Но основной корпус работ был написан на специальном научном диалекте, я полагаю, далеко не только в целях конспирации. Сама идея «строгой» гуманитарной науки требовала терминологически четкого, однозначного и приведенного в единую систему языка, а он столько же манил, сколько и отпугивал человека со стороны. Наконец, кооперация со школой предусматривала приложение ее методов к собственному профессиональному полю. И тут возникали две трудности: первая касалась методов, вторая — особенностей поля.

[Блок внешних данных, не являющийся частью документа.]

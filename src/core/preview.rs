//! Preview generation and the shared preview cache.
//!
//! [render_preview] produces the raw lines for the preview panel: text file
//! contents, a directory listing, `bat` output, or a bracketed message when
//! the target can't be shown. Failures never escape as errors; they are shown
//! inline in place of content. Lines are not width-fitted here; the renderer
//! sanitizes and truncates them.
//!
//! [PreviewCache] is shared by all preview worker threads, so it is
//! internally synchronized.

use crate::core::proc::{ProcError, preview_bat};
use crate::core::sort::SortOptions;
use crate::core::browse_dir;

use indexmap::IndexMap;
use parking_lot::Mutex;
use serde::Deserialize;

use std::ffi::OsString;
use std::fs::File;
use std::io::{BufRead, BufReader, ErrorKind, Read, Seek};
use std::path::{Path, PathBuf};
use std::sync::Arc;
use std::time::{Duration, SystemTime};

const MAX_PREVIEW_SIZE: u64 = 10 * 1024 * 1024;
const HEADER_PEEK_BYTES: usize = 8;
const BINARY_PEEK_BYTES: usize = 1024;
const CACHE_CAPACITY: usize = 128;

#[derive(Debug, Clone, Copy, PartialEq, Eq, Default, Deserialize)]
#[serde(rename_all = "lowercase")]
pub enum PreviewMethod {
    #[default]
    Internal,
    Bat,
}

/// How previews are produced. Cloned into each preview task.
#[derive(Debug, Clone, PartialEq, Eq)]
pub struct PreviewOptions {
    pub method: PreviewMethod,
    pub bat_args: Vec<OsString>,
    pub timeout: Duration,
}

impl Default for PreviewOptions {
    fn default() -> Self {
        Self {
            method: PreviewMethod::Internal,
            bat_args: vec![
                OsString::from("--color=always"),
                OsString::from("--style=plain"),
                OsString::from("--paging=never"),
            ],
            timeout: Duration::from_secs(2),
        }
    }
}

/// Lines to show for `path` in a panel of `width` x `height`.
pub fn render_preview(path: &Path, width: usize, height: usize, opts: &PreviewOptions) -> Vec<String> {
    render_checked(path, width, height, opts).0
}

/// The preview lines and whether they may be cached. A failed `bat` run is
/// shown once but retried on the next request.
fn render_checked(
    path: &Path,
    width: usize,
    height: usize,
    opts: &PreviewOptions,
) -> (Vec<String>, bool) {
    let Ok(meta) = std::fs::metadata(path) else {
        return (vec!["[Error: Access Denied]".to_string()], true);
    };

    if meta.is_dir() {
        return (preview_directory(path, height), true);
    }
    if meta.len() > MAX_PREVIEW_SIZE {
        return (vec!["[File too large for preview]".to_string()], true);
    }
    if !meta.is_file() {
        return (vec!["[Not a regular file]".to_string()], true);
    }

    if opts.method == PreviewMethod::Bat {
        let mut args = opts.bat_args.clone();
        args.push(OsString::from(format!("--terminal-width={width}")));
        return match preview_bat(path, height, &args, opts.timeout) {
            Ok(lines) => (lines, true),
            Err(e) => {
                log::debug!("bat preview of {} failed: {e}", path.display());
                (vec![bat_error_line(&e)], false)
            }
        };
    }
    (preview_text(path, height), true)
}

fn bat_error_line(err: &ProcError) -> String {
    match err {
        ProcError::NotFound { .. } => format!("[Error: {err}]"),
        _ => format!("[Error: bat {err}]"),
    }
}

/// Entries of a directory, directories first, with a trailing `/`.
pub fn preview_directory(path: &Path, max_lines: usize) -> Vec<String> {
    match browse_dir(path) {
        Ok(mut entries) => {
            SortOptions::default().sort(&mut entries);
            let total = entries.len();
            let mut lines: Vec<String> = entries
                .iter()
                .take(max_lines)
                .map(|e| {
                    if e.is_dir() {
                        format!("{}/", e.name_str())
                    } else {
                        e.name_str().into_owned()
                    }
                })
                .collect();

            if lines.is_empty() {
                lines.push("[empty directory]".to_string());
            } else if total > max_lines
                && let Some(last) = lines.last_mut()
            {
                *last = format!("... {} more", total - max_lines + 1);
            }
            lines
        }
        Err(e) => vec![format!("[Error: {e}]")],
    }
}

fn preview_text(path: &Path, max_lines: usize) -> Vec<String> {
    let mut file = match File::open(path) {
        Ok(f) => f,
        Err(e) => {
            return vec![match e.kind() {
                ErrorKind::PermissionDenied => "[Error: Permission Denied]".to_string(),
                ErrorKind::NotFound => "[Error: File Not Found]".to_string(),
                _ => format!("[Error reading file: {e}]"),
            }];
        }
    };

    let mut header = [0u8; HEADER_PEEK_BYTES];
    let read = file.read(&mut header).unwrap_or(0);
    if read >= 5 && &header[..5] == b"%PDF-" {
        return vec!["[Binary file - preview hidden]".to_string()];
    }
    let mut buffer = [0u8; BINARY_PEEK_BYTES];
    let n = file.read(&mut buffer).unwrap_or(0);
    if header[..read].contains(&0) || buffer[..n].contains(&0) {
        return vec!["[Binary file - preview hidden]".to_string()];
    }
    if file.rewind().is_err() {
        return vec!["[Error reading file]".to_string()];
    }

    let lines: Vec<String> = BufReader::new(file)
        .lines()
        .take(max_lines)
        .map_while(Result::ok)
        .collect();
    if lines.is_empty() {
        vec!["[Empty file]".to_string()]
    } else {
        lines
    }
}

#[derive(Debug, Clone, PartialEq, Eq, Hash)]
struct CacheKey {
    path: PathBuf,
    width: usize,
    height: usize,
    modified: Option<SystemTime>,
}

/// Preview lines keyed by path, geometry and modification time, so an
/// edited file or a resized panel never hits a stale entry.
#[derive(Debug, Default)]
pub struct PreviewCache {
    entries: Mutex<IndexMap<CacheKey, Arc<Vec<String>>>>,
}

impl PreviewCache {
    pub fn new() -> Self {
        Self::default()
    }

    fn key(path: &Path, width: usize, height: usize) -> CacheKey {
        let modified = std::fs::metadata(path).and_then(|m| m.modified()).ok();
        CacheKey {
            path: path.to_path_buf(),
            width,
            height,
            modified,
        }
    }

    pub fn get(&self, path: &Path, width: usize, height: usize) -> Option<Arc<Vec<String>>> {
        let key = Self::key(path, width, height);
        self.entries.lock().get(&key).cloned()
    }

    pub fn insert(&self, path: &Path, width: usize, height: usize, lines: Arc<Vec<String>>) {
        let key = Self::key(path, width, height);
        let mut map = self.entries.lock();
        if map.len() >= CACHE_CAPACITY && !map.contains_key(&key) {
            map.shift_remove_index(0);
        }
        map.insert(key, lines);
    }

    /// Cached lines, or freshly rendered ones stored for next time.
    pub fn get_or_render(
        &self,
        path: &Path,
        width: usize,
        height: usize,
        opts: &PreviewOptions,
    ) -> Arc<Vec<String>> {
        if let Some(hit) = self.get(path, width, height) {
            return hit;
        }
        let (lines, cacheable) = render_checked(path, width, height, opts);
        let lines = Arc::new(lines);
        if cacheable {
            self.insert(path, width, height, Arc::clone(&lines));
        }
        lines
    }

    pub fn len(&self) -> usize {
        self.entries.lock().len()
    }

    pub fn is_empty(&self) -> bool {
        self.len() == 0
    }
}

К какому бы культурному материалу ни прикладывались структурно — семиотические методы, они требовали солидной филологической подготовки, которой у меня не было. Что же касается самого предмета — изобразительных искусств, то я видел, что понятные мне приемы описания и анализа, выросшие в конечном счете из лингвистической почвы, бывают эффективны только в ограниченной области, а именно — там, где произведения изобразительного искусства строятся по строгим правилам, которые можно приравнять — пусть с допусками — к правилам языка, там, где вольности гения и постоянное изобретение новых правил не допускаются или, вернее, не практикуются. Сам Юрий Михайлович говорил в этой связи об «эстетике тождества». Иными словами, структурно — семиотический анализ наиболее эффективен там, где речь идет о традиционных и канонических культурах, ориентированных на повторение, т. е. на соблюдение принятых правил, — что хорошо известно. Я, разумеется, сильно упрощаю положение дел, но здесь не место входить в тонкости. Сказанного достаточно, чтобы представить, почему я оставался сочувствующим и заинтересованным, но сторонним наблюдателем. Впрочем, повторю, обаяние было велико. Отблески контактов и прилежного чтения семиотических трудов можно заметить в некоторых моих работах. И это нетрудно объяснить[46]
.Однажды в Хельсинки — это было в самом конце восьмидесятых годов — на встрече с финскими коллегами, художниками и теоретиками, уже во время финального пиршества, финский коллега, эстетик, задал мне трудный вопрос. Он хотел узнать, к какой методологической школе я себя отношу. К марксистской? К социологической? К психологической — может быть, фрейдистской или юнгианской? К иконологической? К формальной? К структуралистской? Или постструктуралистской? Может быть, меня привлекают каким‑то образом постпозитивистские идеи?.. В нашем хозяйстве много еще всяких подходов накопилось.
Некоторые направления я отверг с порога — скажем, к марксизму я давно стал остывать, а к фрейдизму всегда относился холодно. Но оставалось еще много всего — и я затруднялся с выбором. Я уже готов был начать стыдиться своей профессиональной неприкаянности. Оказалось, однако, что я зря смущался.
— Значит, ты эклектик! — вскричал финн с воодушевлением. — Я тоже эклектик! Ну, вот и хорошо.
Оглянувшись через плечо после этого разговора, я увидел, что он прав. Только я бы назвал многообразие подходов не эклектикой, а как‑то иначе. Хотя можно и так, пожалуйста, не в названии суть. Важно понять, почему так получилось.
Вот одна причина. Я впервые публично заговорил о ней много лет назад — и в самом неподходящем месте.
В Таллинне, как в любом уважающем себя академическом центре, существовал Дом ученых. Там бывали и ученые дискуссии, и светские затеи — я обычно не принимал участия ни в том, ни в другом. Но однажды соблазнился темой и явился на очередное собрание дискуссионного клуба. Если я верно помню, обсуждалась вечная проблема соотношения наук о природе и наук о культуре —
Моя мысль не была оценена по достоинству. Люди «сайенса» меня разве что не затоптали. Но я до сих пор уверен в своей правоте. Я слыхал кое‑что о свободе воли электрона («жнаем жачем жемля круглая», как говорила чеховская кухарка), но даже физику понятно, что это не более чем метафора. Другое дело — непрогнозируемые игры человеческих воль и обстоятельств.